Task statement:
Your task is to copy every line of the records below that contains "runs".

(Records contained in a dataset)

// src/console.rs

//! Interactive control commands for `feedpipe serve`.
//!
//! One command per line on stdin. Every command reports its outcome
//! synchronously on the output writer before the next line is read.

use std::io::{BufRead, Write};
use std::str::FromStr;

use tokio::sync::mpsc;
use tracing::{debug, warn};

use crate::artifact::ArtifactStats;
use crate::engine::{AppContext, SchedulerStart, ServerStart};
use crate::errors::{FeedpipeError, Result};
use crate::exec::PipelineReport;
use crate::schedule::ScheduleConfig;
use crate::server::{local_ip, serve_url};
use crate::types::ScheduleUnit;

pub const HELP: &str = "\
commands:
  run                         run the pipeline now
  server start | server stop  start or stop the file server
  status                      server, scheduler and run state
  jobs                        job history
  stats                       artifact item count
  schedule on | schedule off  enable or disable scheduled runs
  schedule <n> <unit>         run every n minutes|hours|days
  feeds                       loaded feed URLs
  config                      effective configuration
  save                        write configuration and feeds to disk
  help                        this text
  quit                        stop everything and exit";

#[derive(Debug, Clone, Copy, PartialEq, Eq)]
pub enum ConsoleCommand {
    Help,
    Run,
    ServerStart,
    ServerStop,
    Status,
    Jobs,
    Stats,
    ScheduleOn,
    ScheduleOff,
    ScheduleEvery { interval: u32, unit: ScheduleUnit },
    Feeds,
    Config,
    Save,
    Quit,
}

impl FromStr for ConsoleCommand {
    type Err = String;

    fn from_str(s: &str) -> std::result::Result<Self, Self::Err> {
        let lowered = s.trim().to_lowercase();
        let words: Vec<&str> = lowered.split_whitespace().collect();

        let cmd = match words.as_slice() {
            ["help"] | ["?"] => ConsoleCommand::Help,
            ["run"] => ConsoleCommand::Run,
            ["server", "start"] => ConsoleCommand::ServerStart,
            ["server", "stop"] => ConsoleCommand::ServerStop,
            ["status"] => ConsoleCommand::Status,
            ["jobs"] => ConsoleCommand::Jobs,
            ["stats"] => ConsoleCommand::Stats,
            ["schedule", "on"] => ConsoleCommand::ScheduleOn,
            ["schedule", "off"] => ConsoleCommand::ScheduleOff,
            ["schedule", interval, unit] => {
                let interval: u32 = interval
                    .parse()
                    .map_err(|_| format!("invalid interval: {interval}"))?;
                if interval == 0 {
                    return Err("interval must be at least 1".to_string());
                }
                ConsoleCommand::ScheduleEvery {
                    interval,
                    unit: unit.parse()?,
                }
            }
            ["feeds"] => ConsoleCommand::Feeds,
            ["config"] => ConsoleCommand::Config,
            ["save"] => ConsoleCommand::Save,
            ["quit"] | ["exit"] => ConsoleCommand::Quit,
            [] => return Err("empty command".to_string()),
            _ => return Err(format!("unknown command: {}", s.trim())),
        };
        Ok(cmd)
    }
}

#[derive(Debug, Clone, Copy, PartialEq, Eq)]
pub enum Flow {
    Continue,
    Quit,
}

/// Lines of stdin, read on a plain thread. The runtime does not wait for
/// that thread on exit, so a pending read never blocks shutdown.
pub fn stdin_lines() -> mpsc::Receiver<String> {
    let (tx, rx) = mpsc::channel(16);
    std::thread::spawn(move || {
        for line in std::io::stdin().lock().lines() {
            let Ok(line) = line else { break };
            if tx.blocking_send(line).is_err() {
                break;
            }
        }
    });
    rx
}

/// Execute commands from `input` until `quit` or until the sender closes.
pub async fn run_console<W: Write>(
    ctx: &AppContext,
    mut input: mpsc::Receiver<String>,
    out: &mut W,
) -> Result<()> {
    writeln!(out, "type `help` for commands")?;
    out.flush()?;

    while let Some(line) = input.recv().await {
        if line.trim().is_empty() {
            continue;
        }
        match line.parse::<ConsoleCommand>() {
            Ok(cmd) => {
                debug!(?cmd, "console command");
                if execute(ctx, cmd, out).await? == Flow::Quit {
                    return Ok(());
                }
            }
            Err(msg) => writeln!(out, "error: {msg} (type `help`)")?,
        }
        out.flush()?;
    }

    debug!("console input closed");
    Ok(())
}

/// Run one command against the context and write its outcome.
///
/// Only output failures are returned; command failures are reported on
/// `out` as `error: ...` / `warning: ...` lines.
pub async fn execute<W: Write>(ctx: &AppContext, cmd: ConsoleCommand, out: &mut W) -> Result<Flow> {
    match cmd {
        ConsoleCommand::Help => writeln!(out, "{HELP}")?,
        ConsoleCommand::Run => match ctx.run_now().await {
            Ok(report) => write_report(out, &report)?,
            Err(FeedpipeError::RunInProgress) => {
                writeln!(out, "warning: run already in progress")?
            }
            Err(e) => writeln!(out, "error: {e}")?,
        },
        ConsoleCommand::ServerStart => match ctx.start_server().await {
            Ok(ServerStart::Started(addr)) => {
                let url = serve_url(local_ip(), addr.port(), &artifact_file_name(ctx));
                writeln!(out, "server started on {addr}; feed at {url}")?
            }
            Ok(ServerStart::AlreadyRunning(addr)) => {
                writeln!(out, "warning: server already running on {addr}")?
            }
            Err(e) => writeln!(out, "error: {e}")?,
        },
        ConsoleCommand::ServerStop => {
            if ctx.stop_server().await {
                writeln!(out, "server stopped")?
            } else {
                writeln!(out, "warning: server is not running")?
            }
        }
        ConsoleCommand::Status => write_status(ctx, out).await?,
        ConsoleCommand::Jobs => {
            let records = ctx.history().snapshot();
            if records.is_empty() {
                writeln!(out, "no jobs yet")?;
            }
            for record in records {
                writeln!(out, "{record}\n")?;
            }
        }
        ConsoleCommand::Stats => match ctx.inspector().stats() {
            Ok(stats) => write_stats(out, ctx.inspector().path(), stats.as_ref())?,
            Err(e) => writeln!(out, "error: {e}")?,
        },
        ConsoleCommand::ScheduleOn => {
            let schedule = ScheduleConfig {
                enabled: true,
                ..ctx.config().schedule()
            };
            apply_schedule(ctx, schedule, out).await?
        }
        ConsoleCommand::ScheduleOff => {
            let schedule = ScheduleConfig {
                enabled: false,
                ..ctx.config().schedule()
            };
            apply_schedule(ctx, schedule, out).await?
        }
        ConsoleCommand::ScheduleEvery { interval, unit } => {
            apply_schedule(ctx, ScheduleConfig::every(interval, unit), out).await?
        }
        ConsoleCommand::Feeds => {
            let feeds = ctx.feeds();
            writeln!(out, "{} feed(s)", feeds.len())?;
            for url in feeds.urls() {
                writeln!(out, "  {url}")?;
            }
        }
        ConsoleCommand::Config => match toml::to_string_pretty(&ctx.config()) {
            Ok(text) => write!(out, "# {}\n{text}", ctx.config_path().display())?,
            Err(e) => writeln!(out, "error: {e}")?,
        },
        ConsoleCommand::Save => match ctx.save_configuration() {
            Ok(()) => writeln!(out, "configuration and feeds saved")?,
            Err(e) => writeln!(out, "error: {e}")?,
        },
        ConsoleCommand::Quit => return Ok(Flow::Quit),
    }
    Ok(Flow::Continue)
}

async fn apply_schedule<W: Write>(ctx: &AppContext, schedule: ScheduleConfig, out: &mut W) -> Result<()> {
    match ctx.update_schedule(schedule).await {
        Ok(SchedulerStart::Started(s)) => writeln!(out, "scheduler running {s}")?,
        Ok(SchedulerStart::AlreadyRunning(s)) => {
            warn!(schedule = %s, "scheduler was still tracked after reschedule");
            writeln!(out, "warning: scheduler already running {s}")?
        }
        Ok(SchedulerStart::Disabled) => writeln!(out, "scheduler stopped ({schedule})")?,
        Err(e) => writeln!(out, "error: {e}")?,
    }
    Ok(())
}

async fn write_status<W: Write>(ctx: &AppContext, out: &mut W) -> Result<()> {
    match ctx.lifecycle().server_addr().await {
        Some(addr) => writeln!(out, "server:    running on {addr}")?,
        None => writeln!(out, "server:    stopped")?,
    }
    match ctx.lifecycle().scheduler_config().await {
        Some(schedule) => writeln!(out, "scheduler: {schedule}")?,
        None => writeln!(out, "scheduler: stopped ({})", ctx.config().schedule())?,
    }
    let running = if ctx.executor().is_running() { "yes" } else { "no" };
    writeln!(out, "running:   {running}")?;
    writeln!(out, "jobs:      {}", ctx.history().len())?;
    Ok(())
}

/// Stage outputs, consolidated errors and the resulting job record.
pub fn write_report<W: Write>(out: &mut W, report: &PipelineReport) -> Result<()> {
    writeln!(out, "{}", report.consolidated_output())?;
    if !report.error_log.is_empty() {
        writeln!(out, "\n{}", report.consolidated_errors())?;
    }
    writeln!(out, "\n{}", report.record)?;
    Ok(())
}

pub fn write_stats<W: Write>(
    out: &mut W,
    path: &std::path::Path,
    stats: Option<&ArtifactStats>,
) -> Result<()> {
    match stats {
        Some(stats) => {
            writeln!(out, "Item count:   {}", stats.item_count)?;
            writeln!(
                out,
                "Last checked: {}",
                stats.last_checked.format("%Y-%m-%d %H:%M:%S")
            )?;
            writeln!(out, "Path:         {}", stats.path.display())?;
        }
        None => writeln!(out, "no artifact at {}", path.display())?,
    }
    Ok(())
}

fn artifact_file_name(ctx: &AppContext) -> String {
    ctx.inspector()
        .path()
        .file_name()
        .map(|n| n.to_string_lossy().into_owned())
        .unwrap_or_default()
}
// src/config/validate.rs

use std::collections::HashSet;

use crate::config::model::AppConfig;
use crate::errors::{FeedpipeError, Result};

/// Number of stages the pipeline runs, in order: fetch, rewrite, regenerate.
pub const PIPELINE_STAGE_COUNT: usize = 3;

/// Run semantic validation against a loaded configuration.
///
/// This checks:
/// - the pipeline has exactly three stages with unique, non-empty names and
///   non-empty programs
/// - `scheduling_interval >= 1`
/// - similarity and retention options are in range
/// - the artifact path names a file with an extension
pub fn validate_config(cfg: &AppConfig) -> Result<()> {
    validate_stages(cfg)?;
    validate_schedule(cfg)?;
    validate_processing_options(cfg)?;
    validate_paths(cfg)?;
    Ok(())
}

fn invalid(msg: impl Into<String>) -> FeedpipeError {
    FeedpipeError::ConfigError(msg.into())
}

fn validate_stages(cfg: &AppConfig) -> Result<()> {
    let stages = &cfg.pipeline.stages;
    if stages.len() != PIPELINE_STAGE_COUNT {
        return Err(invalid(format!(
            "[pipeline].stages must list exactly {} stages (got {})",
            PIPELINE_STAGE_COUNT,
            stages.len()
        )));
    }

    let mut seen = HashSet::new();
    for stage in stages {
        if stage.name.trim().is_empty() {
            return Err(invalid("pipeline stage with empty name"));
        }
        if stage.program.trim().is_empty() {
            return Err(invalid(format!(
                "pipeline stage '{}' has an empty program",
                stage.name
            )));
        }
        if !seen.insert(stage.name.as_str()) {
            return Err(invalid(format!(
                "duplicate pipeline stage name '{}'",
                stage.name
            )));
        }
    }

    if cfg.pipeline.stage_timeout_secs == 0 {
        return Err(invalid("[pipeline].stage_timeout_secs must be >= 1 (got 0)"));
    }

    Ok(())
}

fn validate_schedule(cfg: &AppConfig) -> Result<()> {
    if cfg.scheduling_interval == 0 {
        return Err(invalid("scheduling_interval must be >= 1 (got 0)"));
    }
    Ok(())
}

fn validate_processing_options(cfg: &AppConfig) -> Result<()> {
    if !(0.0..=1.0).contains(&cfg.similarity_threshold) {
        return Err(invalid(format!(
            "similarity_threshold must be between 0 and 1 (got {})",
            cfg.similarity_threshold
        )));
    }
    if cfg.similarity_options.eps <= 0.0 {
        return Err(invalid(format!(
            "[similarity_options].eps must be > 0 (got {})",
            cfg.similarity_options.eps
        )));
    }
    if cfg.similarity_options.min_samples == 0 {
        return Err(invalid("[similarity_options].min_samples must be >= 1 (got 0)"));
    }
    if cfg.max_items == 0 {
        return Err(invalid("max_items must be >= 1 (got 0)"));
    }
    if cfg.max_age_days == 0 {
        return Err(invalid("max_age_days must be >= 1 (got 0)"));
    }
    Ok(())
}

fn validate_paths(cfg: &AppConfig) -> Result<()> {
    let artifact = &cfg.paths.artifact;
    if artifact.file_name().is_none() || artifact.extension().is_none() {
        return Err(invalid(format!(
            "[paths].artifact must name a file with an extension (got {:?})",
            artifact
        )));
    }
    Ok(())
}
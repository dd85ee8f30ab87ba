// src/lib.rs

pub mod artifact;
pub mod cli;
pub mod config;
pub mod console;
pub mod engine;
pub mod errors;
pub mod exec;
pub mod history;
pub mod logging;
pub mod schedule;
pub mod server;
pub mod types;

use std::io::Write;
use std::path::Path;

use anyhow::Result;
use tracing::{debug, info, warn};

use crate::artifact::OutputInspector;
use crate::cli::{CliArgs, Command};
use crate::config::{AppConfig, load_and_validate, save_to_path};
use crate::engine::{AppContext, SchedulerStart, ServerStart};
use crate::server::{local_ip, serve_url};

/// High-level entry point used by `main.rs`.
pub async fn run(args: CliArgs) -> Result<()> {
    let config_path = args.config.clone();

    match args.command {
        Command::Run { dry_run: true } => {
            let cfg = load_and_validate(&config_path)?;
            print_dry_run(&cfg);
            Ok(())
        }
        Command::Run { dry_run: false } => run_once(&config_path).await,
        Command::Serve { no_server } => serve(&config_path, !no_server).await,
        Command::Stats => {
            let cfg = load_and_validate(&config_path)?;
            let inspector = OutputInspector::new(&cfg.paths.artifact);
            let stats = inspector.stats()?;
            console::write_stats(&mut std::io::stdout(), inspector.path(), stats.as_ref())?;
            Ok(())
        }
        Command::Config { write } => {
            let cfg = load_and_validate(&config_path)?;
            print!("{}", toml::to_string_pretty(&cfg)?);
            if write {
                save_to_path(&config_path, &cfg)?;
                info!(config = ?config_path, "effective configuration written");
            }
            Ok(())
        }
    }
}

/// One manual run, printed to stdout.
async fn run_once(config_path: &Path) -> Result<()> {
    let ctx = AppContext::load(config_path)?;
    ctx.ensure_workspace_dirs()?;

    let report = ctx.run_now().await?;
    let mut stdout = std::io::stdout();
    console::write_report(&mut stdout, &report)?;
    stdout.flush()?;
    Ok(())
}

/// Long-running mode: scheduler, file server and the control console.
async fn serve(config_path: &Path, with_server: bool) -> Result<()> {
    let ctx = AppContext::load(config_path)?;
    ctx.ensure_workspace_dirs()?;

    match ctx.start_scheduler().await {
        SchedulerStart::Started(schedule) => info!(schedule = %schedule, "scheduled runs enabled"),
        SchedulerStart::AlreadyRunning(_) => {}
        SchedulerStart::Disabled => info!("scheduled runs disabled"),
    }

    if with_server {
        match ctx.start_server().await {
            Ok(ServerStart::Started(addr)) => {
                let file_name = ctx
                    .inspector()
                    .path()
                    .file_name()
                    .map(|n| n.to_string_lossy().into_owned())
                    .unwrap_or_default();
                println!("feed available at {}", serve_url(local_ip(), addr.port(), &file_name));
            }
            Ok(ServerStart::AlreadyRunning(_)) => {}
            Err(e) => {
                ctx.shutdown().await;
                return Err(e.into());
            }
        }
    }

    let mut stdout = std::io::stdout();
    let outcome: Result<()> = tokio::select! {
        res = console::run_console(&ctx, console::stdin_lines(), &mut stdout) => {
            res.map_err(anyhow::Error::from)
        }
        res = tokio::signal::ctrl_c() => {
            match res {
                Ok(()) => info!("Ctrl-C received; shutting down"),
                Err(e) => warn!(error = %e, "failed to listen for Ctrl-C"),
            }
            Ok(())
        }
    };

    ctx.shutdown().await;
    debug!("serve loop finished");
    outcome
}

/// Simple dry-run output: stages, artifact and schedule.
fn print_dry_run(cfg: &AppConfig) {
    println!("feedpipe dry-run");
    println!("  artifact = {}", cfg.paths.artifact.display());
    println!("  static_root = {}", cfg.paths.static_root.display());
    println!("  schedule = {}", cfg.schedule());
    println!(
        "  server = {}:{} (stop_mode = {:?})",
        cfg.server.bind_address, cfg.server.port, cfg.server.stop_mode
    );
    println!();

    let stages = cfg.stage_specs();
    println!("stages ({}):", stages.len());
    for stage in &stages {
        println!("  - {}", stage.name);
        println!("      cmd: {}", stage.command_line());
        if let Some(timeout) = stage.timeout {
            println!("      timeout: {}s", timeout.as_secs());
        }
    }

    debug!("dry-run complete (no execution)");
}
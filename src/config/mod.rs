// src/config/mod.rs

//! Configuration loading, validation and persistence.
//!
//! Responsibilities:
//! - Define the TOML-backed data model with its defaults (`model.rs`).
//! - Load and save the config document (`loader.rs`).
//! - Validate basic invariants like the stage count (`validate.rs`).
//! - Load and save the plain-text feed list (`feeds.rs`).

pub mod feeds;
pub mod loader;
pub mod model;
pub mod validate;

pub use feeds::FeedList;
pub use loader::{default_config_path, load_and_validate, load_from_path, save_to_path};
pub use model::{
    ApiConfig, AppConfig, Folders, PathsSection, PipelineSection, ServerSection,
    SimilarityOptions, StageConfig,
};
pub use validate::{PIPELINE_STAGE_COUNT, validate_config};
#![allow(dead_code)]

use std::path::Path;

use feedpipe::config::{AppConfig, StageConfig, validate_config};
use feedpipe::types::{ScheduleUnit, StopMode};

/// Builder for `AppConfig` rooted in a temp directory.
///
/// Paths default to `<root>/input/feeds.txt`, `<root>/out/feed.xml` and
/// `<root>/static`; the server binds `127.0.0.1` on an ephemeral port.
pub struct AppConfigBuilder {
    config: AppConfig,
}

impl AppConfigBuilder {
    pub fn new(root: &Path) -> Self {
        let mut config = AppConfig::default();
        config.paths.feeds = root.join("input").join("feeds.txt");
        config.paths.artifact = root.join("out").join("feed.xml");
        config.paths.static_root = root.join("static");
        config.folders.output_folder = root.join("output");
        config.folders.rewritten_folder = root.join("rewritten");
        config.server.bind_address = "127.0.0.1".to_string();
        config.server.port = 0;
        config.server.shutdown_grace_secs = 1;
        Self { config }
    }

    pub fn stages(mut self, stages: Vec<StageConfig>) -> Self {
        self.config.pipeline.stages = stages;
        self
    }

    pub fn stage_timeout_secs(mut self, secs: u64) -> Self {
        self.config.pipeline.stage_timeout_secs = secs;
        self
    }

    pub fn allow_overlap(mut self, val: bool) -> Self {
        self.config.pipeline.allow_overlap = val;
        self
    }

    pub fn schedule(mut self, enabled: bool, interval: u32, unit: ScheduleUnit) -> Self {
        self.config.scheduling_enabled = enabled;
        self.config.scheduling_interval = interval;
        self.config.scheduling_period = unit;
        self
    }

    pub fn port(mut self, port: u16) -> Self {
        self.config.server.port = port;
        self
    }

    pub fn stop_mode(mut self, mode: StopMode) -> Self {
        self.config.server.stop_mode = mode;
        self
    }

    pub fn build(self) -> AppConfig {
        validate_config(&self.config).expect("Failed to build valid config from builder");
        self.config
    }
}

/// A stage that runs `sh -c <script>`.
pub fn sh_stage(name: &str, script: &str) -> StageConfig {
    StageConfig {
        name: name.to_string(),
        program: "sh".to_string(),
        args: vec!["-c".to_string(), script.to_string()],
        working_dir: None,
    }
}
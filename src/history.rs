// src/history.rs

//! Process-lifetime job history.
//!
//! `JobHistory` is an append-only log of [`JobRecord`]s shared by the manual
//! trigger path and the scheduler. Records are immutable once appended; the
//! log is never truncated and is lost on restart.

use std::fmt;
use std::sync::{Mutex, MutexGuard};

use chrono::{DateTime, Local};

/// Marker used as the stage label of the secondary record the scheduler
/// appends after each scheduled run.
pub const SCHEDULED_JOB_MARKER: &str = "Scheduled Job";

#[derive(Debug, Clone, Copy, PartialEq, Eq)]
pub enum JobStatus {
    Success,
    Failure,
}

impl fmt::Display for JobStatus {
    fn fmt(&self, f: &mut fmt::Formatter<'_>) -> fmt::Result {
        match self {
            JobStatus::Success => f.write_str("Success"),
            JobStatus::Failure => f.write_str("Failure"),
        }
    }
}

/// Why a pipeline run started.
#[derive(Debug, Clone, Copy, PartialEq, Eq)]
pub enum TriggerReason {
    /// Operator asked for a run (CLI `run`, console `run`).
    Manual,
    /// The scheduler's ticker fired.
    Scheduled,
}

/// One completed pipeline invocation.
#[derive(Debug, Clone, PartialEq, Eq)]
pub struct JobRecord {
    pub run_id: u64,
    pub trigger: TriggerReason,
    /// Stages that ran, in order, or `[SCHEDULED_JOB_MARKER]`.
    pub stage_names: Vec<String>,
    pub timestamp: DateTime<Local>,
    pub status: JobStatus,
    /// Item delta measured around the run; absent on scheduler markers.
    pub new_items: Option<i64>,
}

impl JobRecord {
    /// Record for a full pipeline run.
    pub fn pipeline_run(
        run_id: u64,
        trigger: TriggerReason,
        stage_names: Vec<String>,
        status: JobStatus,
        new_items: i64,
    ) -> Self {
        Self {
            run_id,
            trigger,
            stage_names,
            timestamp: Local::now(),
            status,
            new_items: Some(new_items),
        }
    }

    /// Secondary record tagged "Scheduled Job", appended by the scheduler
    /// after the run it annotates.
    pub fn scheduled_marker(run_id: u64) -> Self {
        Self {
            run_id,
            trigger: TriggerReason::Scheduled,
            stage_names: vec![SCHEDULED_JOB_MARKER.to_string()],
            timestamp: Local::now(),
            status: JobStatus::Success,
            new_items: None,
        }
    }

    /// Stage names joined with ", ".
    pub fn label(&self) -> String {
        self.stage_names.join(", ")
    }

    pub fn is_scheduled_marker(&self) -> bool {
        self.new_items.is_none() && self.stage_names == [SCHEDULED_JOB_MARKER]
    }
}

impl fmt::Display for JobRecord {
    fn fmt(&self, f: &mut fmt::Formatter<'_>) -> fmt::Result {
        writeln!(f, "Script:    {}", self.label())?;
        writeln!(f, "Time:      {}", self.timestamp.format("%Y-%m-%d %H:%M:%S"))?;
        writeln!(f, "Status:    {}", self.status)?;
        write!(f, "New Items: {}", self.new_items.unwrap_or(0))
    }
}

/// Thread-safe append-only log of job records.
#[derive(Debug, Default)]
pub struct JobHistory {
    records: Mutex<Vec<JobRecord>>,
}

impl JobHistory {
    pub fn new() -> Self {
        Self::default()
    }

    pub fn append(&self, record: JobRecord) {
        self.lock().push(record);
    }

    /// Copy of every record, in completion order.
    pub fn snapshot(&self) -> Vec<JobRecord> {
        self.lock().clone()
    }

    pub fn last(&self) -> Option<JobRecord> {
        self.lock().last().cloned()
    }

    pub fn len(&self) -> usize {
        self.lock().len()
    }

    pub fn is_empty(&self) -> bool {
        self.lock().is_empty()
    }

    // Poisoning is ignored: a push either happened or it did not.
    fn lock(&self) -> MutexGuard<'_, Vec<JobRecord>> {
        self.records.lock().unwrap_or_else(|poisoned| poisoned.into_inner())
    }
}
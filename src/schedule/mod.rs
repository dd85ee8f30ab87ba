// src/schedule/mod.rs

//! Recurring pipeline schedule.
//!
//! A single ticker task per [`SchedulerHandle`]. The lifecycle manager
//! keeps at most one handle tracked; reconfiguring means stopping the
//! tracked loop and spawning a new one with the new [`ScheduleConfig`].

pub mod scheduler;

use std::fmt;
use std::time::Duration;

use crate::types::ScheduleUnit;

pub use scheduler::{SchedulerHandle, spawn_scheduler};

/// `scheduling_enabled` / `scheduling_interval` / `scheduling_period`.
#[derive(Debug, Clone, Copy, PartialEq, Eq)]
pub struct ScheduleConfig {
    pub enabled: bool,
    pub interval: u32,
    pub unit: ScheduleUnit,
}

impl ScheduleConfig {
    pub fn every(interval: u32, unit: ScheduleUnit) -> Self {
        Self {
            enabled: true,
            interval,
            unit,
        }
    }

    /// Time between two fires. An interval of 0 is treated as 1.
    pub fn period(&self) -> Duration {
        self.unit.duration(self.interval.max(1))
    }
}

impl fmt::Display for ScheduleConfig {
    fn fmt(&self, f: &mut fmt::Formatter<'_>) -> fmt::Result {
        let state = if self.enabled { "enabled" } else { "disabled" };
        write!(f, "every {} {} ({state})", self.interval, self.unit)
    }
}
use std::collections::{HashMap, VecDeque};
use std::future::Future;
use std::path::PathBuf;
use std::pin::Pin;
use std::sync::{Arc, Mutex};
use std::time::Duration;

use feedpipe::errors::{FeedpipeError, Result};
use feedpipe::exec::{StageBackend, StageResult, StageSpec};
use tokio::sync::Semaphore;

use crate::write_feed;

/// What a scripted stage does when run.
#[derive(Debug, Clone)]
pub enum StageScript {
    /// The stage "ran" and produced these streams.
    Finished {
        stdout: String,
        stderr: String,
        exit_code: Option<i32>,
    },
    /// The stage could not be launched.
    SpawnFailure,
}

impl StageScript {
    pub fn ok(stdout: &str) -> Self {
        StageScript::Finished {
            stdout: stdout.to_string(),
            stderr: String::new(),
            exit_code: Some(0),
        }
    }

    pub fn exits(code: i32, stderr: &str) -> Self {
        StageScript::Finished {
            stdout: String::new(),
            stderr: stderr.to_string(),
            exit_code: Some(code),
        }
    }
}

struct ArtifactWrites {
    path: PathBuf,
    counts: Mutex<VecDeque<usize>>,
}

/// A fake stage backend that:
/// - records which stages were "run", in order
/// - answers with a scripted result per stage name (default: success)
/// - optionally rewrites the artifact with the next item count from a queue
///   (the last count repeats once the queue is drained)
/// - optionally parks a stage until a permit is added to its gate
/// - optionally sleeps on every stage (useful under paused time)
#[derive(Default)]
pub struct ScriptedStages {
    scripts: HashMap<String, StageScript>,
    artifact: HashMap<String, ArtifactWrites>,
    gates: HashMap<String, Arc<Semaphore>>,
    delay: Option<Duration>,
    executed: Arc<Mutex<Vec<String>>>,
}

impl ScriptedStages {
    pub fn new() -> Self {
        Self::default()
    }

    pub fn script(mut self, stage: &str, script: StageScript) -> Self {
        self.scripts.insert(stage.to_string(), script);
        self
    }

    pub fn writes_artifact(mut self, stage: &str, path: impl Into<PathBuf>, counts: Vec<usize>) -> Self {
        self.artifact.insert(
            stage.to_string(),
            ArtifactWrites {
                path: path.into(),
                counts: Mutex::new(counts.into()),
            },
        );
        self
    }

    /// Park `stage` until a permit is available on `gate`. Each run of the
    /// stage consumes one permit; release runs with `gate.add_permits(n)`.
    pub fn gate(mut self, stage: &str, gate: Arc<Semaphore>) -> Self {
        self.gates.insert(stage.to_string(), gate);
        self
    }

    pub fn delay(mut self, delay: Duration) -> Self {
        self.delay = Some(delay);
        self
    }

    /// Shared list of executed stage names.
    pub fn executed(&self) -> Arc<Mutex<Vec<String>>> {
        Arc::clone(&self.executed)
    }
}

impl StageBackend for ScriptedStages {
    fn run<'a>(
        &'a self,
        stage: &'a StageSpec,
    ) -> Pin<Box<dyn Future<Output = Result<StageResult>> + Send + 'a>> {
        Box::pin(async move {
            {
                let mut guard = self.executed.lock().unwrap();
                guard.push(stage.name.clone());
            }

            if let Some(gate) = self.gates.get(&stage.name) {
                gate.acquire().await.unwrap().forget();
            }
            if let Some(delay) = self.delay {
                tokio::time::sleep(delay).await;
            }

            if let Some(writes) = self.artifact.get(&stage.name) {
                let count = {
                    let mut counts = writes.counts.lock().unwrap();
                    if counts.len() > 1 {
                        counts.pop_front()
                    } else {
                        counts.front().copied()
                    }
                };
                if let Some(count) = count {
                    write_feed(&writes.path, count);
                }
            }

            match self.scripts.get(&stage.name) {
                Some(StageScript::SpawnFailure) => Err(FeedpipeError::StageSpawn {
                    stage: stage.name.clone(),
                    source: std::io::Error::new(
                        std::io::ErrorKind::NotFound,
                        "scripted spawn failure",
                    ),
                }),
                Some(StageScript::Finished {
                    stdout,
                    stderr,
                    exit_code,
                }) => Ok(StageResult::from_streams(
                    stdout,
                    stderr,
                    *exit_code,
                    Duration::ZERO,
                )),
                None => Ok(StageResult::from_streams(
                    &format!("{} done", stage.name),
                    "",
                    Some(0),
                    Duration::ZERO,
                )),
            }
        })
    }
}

Written response:
  schedule on | schedule off  enable or disable scheduled runs
/// Number of stages the pipeline runs, in order: fetch, rewrite, regenerate.
        SchedulerStart::Started(schedule) => info!(schedule = %schedule, "scheduled runs enabled"),
        SchedulerStart::Disabled => info!("scheduled runs disabled"),
/// A stage that runs `sh -c <script>`.
    /// stage consumes one permit; release runs with `gate.add_permits(n)`.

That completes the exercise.